Abstract. In this application-oriented paper, we describe two expert diagnosis systems we have developed for SMEs. Both systems are fully implemented and operational, and both have been put to use on data from actual SMEs. Although both systems are packed with knowledge and expertise on SMEs, neither has been implemented with AI techniques. We explain why and how both systems relate to knowledge-based and expert systems. We also identify aspects of both systems that will benefit from the addition of AI techniques in future developments.
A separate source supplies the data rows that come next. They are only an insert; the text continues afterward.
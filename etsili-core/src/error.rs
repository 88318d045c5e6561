use thiserror::Error;

/// Main error type for etsili_rs operations
#[derive(Error, Debug)]
pub enum EtsiliError {
    #[error("Malformed tag: identifier field longer than {0} bytes")]
    TagTooLong(usize),

    #[error("Malformed length: {0} length octets exceeds the content-length width")]
    LengthTooLong(usize),

    #[error("Truncated buffer: needed {needed} bytes, {available} available")]
    Truncated { needed: usize, available: usize },

    #[error("Integer value is too long: {0} bytes (max 8)")]
    IntegerTooLong(usize),

    #[error("Invalid time value: {0}")]
    InvalidTime(String),

    #[error("Output capacity exhausted: {0}")]
    Capacity(String),

    #[error("Schema error: {0}")]
    Schema(String),

    #[error("Unsupported encode type: {0}")]
    UnsupportedEncodeType(u8),

    #[error("Decryption error: {0}")]
    Decryption(String),

    #[error("Invalid data: {0}")]
    InvalidData(String),

    #[error("Decoder misuse: {0}")]
    Misuse(String),
}

/// Result type alias for etsili_rs operations
pub type EtsiliResult<T> = Result<T, EtsiliError>;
1. Expertise for Small and Medium-sized Enterprises (SMEs) The work we describe here takes place within the context of the Research Institute for SMEs—the Institute’s core mission (www.uqtr.ca/inrpme/anglais/index.html) is to support fundamental and applied research to foster the advancement of knowledge on SMEs to contribute to their development. The specific lab in which we have conducted the research projects we refer to in this paper is the LaRePE (LAboratoire de REcherche sur la Performance des Entreprises: www.uqtr.ca/inrpme/larepe/). This lab is mainly concerned with the development of scientific expertise on the study and modeling of SMEs’ performance, including a variety of interrelated subjects such as finance, management, information systems, production, technology, etc. The vast majority of research projects carried out at the LaRePE involves both theoretical and practical aspects, often necessitating in-field studies with SMEs. As a result, our research projects always attempt to provide practical solutions to real problems confronting SMEs. In this application-oriented paper we briefly describe two expert diagnosis systems we have developed for SMEs. Both can be considered as decision support systems—
see [15] and [18]. The first is the PDG system [5]: a benchmarking software that evaluates production and management activities, and the results of these activities in terms of productivity, profitability, vulnerability and efficiency. The second is the eRisC system [6]: a software that helps identify, measure and manage the main risk factors that could compromise the success of SME development projects. Both systems are fully implemented and operational. Moreover, both have been put to use on data from actual SMEs. What is of particular interest here, especially from a knowledge-based systems perspective, is the fact that although both the PDG and the eRisC systems are packed with knowledge and expertise on SMEs, neither has been implemented with Artificial Intelligence (AI) techniques. However, if one looks at them without paying attention to how they have been implemented, they qualify as “black-box” diagnostic expert systems. In the following sections, we provide further details on both systems and how they relate to knowledge-based and expert systems. We also identify aspects of both systems that could benefit from the addition of AI techniques in future developments.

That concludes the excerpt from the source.